Well, a successful day of diving. Well, maybe not a day, more like a single dive of about 40 minutes, but still very cool. We left around 10am, and had to get to the dive shop to rent stuff and get air ahead of time, so by the time we got to Whytcliff Park it was around noon (gotta love traffic).

Things that sucked were the gear! Oh $GODs there is a lot of junk! First there is a poor fitting rubber straight jack… erhm, wetsuit, which gives you about 50% mobility, and is not flattering at all. After thatn you throw a 40 pound weight belt around your waist, making moving anywhere fast a chore. Follow this with a BCD (boyancy control device) which is fine, except that attached to it is a air tank (not a bad thing, just a heavy thing) and an octopus of a regulator, with hoses for inflating the BCD, a regulator and secondary regulator. Oh, did I mention the gloves? The ones that are hard as smeg to get on without a pair of vice grips and a ceiling harness setup to get the fscking things half onto your hands?

We went in slow and easy, and went down slowy to about 10 feet to go along the floor and explored around the floor and wall, heading down to a depth of about 30-40 feet. Most of the time I was kneeling on the floor, wondering how the hell Joker and JokerWife managed to float just a foot or two off the bottom without crashing into it. I’m glad there was no wall to fall down 🙂 When I tried the float thing I just ended up heading towards the surface (a bad thing).

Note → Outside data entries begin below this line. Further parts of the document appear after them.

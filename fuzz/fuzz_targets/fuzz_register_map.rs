#![no_main]

use libfuzzer_sys::fuzz_target;
use modbus_poller::register_map::parse_register_map;

fuzz_target!(|data: &[u8]| {
    if let Ok(text) = std::str::from_utf8(data) {
        for spec in parse_register_map(text) {
            assert!(spec.length > 0);
            assert!(spec.multiplier.is_finite());
        }
    }
});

Coming out was heavy again, and a bitch trying to walk on the rocks with 80 pounds of stuff on your back. Oh, and did I mention it was cold? Yea, coming out it was pretty cold. Not terrible, because it was a good day. The main point of a wetsuit as I’m sure you know is to keep a thin layer of water next to your skin and have it heated by your body so you don’t freeze yourself. This requires a good fitting suit to keep the thin layer there. Of course, when renting a suit you’re not going to get a great fit, and sometimes that thin layer turns into large rivers of freezing cold water flowing around your neck, ankles, and anyplace else it can get.